__EXERCISE OBJECTIVE__: Only the lines from the top of the material through the line containing "the token key)" should be restated, each one exactly.
** MATERIAL FOR THIS TASK follows **
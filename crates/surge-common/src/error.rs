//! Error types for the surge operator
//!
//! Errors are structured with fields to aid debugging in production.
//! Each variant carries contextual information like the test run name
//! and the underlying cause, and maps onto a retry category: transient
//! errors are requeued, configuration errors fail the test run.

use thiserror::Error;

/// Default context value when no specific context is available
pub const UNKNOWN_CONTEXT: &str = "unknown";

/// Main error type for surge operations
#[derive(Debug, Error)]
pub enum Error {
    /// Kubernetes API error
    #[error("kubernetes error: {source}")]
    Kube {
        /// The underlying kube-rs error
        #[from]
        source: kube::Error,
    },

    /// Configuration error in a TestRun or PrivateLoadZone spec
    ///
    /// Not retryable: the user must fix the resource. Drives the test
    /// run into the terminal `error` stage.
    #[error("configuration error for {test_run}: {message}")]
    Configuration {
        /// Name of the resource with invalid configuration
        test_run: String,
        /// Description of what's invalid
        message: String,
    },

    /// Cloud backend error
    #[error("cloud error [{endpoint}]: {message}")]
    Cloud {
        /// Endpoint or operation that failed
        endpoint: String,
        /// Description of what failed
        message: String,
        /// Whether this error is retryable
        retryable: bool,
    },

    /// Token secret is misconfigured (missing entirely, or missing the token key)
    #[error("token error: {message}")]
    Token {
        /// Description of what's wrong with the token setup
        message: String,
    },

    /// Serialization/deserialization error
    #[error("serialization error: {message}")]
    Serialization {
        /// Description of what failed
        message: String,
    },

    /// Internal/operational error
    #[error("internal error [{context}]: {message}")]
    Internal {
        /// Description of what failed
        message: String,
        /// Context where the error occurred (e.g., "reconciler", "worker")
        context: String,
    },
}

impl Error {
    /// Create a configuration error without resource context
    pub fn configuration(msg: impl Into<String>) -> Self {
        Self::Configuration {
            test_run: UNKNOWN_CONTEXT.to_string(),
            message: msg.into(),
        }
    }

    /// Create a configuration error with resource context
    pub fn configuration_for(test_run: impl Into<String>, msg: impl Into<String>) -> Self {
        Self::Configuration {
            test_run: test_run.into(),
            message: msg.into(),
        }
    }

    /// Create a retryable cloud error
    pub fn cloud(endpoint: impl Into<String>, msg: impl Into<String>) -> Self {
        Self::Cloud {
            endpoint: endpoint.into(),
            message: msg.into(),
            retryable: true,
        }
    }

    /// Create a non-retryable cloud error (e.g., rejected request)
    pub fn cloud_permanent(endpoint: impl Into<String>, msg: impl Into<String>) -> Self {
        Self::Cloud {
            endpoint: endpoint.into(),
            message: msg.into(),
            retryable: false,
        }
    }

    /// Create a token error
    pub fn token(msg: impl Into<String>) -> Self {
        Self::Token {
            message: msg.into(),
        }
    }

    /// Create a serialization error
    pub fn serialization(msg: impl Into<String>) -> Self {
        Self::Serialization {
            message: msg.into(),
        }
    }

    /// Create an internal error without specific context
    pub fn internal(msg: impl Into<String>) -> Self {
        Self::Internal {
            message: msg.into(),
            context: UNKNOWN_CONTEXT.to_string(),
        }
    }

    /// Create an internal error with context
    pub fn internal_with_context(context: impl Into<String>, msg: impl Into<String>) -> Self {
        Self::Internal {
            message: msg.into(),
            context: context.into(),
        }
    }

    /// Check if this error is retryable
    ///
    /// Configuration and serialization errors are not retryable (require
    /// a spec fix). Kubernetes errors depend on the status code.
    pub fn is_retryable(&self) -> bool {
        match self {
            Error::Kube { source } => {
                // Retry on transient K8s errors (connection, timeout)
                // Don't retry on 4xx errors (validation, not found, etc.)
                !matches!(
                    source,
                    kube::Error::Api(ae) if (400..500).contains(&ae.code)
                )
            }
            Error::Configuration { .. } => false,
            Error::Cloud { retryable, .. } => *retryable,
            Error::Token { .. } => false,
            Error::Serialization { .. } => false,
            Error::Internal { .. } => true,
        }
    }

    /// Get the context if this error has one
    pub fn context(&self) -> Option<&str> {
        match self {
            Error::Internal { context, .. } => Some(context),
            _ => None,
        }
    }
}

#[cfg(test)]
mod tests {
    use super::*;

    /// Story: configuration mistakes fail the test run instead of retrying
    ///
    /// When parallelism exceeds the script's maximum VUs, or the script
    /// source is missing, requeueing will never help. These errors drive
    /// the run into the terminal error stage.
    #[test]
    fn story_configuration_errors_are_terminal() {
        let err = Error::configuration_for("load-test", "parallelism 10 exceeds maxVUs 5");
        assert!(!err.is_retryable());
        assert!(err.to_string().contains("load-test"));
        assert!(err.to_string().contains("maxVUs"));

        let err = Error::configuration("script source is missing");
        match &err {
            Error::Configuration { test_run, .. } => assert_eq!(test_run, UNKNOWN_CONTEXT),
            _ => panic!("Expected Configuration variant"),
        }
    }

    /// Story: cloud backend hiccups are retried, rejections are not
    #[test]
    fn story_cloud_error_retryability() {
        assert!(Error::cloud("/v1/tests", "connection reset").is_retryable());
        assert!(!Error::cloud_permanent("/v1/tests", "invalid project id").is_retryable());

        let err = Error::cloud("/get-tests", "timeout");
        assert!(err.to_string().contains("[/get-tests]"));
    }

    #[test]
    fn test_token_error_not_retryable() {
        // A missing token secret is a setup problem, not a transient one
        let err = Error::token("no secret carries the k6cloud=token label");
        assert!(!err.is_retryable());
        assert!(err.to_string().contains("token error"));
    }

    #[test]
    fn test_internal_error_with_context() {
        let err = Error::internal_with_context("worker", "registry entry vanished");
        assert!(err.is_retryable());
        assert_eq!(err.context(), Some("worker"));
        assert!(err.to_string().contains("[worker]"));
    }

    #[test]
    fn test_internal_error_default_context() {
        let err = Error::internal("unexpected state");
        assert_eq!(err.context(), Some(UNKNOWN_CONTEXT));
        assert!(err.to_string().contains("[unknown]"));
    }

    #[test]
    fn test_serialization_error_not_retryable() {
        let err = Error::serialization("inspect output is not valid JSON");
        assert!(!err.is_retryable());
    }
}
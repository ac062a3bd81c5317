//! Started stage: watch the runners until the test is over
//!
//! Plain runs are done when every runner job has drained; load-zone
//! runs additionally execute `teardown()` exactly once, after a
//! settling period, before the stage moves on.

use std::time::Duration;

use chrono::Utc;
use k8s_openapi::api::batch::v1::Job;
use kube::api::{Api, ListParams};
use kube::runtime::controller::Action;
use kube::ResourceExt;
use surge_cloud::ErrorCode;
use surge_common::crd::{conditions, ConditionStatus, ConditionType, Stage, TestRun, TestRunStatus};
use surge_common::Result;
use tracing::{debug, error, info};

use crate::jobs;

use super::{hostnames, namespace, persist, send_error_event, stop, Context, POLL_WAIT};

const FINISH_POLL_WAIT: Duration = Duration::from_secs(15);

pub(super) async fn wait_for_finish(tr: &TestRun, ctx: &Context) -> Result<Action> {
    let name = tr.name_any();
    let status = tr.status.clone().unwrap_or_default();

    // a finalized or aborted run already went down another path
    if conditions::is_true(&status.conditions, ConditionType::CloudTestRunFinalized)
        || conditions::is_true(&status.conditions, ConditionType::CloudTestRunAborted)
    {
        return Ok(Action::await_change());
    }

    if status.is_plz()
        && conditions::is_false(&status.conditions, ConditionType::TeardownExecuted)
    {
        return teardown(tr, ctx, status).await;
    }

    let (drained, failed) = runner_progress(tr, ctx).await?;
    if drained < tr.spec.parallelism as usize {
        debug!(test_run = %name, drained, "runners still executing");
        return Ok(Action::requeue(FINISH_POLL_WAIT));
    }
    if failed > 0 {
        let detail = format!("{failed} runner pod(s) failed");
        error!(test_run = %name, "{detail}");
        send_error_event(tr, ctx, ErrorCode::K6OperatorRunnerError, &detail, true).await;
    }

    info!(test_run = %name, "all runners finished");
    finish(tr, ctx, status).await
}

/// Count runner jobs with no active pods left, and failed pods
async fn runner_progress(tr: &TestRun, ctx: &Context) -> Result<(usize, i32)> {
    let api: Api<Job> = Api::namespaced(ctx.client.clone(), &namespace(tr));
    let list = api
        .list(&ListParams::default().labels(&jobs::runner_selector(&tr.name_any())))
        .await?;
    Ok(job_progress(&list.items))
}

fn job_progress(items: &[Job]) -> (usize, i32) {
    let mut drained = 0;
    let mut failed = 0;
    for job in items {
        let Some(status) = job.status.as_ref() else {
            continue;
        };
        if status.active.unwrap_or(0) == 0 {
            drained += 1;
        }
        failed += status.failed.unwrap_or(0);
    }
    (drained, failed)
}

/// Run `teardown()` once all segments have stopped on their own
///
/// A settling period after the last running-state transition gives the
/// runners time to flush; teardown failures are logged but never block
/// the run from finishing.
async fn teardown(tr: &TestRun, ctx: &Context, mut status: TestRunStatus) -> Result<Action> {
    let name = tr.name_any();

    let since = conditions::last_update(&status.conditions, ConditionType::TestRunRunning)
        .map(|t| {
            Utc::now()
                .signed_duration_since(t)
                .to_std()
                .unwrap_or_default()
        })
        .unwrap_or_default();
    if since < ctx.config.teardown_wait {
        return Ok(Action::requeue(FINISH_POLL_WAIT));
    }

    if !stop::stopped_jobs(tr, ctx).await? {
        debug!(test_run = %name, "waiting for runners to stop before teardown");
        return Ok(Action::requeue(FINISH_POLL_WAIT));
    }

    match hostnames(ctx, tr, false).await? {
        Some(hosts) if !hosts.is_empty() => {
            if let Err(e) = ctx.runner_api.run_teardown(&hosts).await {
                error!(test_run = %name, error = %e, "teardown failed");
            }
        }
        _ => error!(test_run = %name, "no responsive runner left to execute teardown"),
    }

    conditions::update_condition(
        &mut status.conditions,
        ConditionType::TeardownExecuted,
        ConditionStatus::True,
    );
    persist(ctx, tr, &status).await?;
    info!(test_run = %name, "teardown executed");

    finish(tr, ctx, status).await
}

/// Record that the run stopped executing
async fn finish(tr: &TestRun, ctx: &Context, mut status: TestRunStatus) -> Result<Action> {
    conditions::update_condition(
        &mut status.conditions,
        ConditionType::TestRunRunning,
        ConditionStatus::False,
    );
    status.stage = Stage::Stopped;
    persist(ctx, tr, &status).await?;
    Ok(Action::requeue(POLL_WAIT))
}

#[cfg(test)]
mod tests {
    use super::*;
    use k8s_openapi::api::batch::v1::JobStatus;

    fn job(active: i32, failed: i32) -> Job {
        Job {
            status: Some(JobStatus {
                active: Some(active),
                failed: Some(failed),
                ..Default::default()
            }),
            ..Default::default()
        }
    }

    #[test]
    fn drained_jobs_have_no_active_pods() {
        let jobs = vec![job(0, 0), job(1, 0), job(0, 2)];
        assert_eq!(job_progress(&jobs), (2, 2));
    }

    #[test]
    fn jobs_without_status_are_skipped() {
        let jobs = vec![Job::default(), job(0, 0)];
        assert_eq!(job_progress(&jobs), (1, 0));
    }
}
** End of MATERIAL FOR THIS TASK **
__TASK ANSWER__:
filename crates/surge-common/src/error.rs
//! Error types for the surge operator
//!
//! Errors are structured with fields to aid debugging in production.
//! Each variant carries contextual information like the test run name
//! and the underlying cause, and maps onto a retry category: transient
//! errors are requeued, configuration errors fail the test run.

use thiserror::Error;

/// Default context value when no specific context is available
pub const UNKNOWN_CONTEXT: &str = "unknown";

/// Main error type for surge operations
#[derive(Debug, Error)]
pub enum Error {
    /// Kubernetes API error
    #[error("kubernetes error: {source}")]
    Kube {
        /// The underlying kube-rs error
        #[from]
        source: kube::Error,
    },

    /// Configuration error in a TestRun or PrivateLoadZone spec
    ///
    /// Not retryable: the user must fix the resource. Drives the test
    /// run into the terminal `error` stage.
    #[error("configuration error for {test_run}: {message}")]
    Configuration {
        /// Name of the resource with invalid configuration
        test_run: String,
        /// Description of what's invalid
        message: String,
    },

    /// Cloud backend error
    #[error("cloud error [{endpoint}]: {message}")]
    Cloud {
        /// Endpoint or operation that failed
        endpoint: String,
        /// Description of what failed
        message: String,
        /// Whether this error is retryable
        retryable: bool,
    },

    /// Token secret is misconfigured (missing entirely, or missing the token key)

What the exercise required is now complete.